───── Material provided

// ABOUTME: Generic deployment struct parameterized by state marker.
// ABOUTME: Tracks applied objects, readiness and the granted port across transitions.

use std::fmt;

use serde::Serialize;

use super::state::{Done, Ingressing, Rendering};
use super::target::DeployTarget;
use crate::ports::PortAllocation;
use crate::types::ImageRef;

/// Outcome of the bounded readiness wait. Never fatal.
#[derive(Debug, Clone, PartialEq, Eq, Serialize)]
#[serde(tag = "state", content = "detail", rename_all = "snake_case")]
pub enum Readiness {
    Pending,
    Ready,
    TimedOut,
    Failed(String),
}

/// A cluster object applied by a deployment.
#[derive(Debug, Clone, PartialEq, Eq, Serialize)]
#[serde(tag = "kind", content = "name", rename_all = "lowercase")]
pub enum AppliedObject {
    Deployment(String),
    Service(String),
    Ingress(String),
}

impl fmt::Display for AppliedObject {
    fn fmt(&self, f: &mut fmt::Formatter<'_>) -> fmt::Result {
        match self {
            AppliedObject::Deployment(name) => write!(f, "deployment/{name}"),
            AppliedObject::Service(name) => write!(f, "service/{name}"),
            AppliedObject::Ingress(name) => write!(f, "ingress/{name}"),
        }
    }
}

/// A deployment in progress, parameterized by its current state.
#[derive(Debug)]
pub struct Deployment<S> {
    pub(crate) target: DeployTarget,
    pub(crate) applied: Vec<AppliedObject>,
    pub(crate) readiness: Readiness,
    pub(crate) state: S,
}

impl Deployment<Rendering> {
    pub fn new(target: DeployTarget) -> Self {
        Deployment {
            target,
            applied: Vec::new(),
            readiness: Readiness::Pending,
            state: Rendering,
        }
    }
}

impl<S> Deployment<S> {
    pub fn target(&self) -> &DeployTarget {
        &self.target
    }

    /// Objects applied so far, in apply order.
    pub fn applied(&self) -> &[AppliedObject] {
        &self.applied
    }

    pub fn readiness(&self) -> &Readiness {
        &self.readiness
    }

    pub fn state(&self) -> &S {
        &self.state
    }
}

/// A fully applied workload.
#[derive(Debug, Clone, Serialize)]
pub struct DeployedService {
    pub workload: String,
    pub service_name: String,
    pub image: ImageRef,
    pub hostname: String,
    pub port: PortAllocation,
    pub readiness: Readiness,
    pub applied: Vec<AppliedObject>,
}

impl Deployment<Ingressing> {
    /// Node port granted to the service.
    pub fn port(&self) -> &PortAllocation {
        &self.state.port
    }
}

impl Deployment<Done> {
    pub fn port(&self) -> &PortAllocation {
        &self.state.port
    }

    /// Finish the deployment.
    pub fn finish(self) -> DeployedService {
        DeployedService {
            service_name: self.target.service_name(),
            workload: self.target.workload,
            image: self.target.image,
            hostname: self.target.hostname,
            port: self.state.port,
            readiness: self.readiness,
            applied: self.applied,
        }
    }
}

──────────

Work to be completed:
Where the word "struct" appears in a line of the data above, tally that line; then give the total and nothing more.

Exercise solution:
3